> _Work to be completed_:
Word for word, restate the records that follow.
----
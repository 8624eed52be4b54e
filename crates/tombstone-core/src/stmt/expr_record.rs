use super::Expr;

use std::ops;

#[derive(Debug, Clone, PartialEq)]
pub struct ExprRecord {
    pub fields: Vec<Expr>,
}

impl Expr {
    pub fn record<T>(items: impl IntoIterator<Item = T>) -> Self
    where
        T: Into<Self>,
    {
        Self::Record(ExprRecord {
            fields: items.into_iter().map(Into::into).collect(),
        })
    }
}

impl ops::Deref for ExprRecord {
    type Target = [Expr];

    fn deref(&self) -> &Self::Target {
        &self.fields[..]
    }
}

impl From<ExprRecord> for Expr {
    fn from(value: ExprRecord) -> Self {
        Self::Record(value)
    }
}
----
> _Answer to this problem_:
repository 8624eed52be4b54e
filename crates/tombstone-core/src/stmt/expr_record.rs
use super::Expr;

use std::ops;

#[derive(Debug, Clone, PartialEq)]
pub struct ExprRecord {
    pub fields: Vec<Expr>,
}

impl Expr {
    pub fn record<T>(items: impl IntoIterator<Item = T>) -> Self
    where
        T: Into<Self>,
    {
        Self::Record(ExprRecord {
            fields: items.into_iter().map(Into::into).collect(),
        })
    }
}

impl ops::Deref for ExprRecord {
    type Target = [Expr];

    fn deref(&self) -> &Self::Target {
        &self.fields[..]
    }
}

impl From<ExprRecord> for Expr {
    fn from(value: ExprRecord) -> Self {
        Self::Record(value)
    }
}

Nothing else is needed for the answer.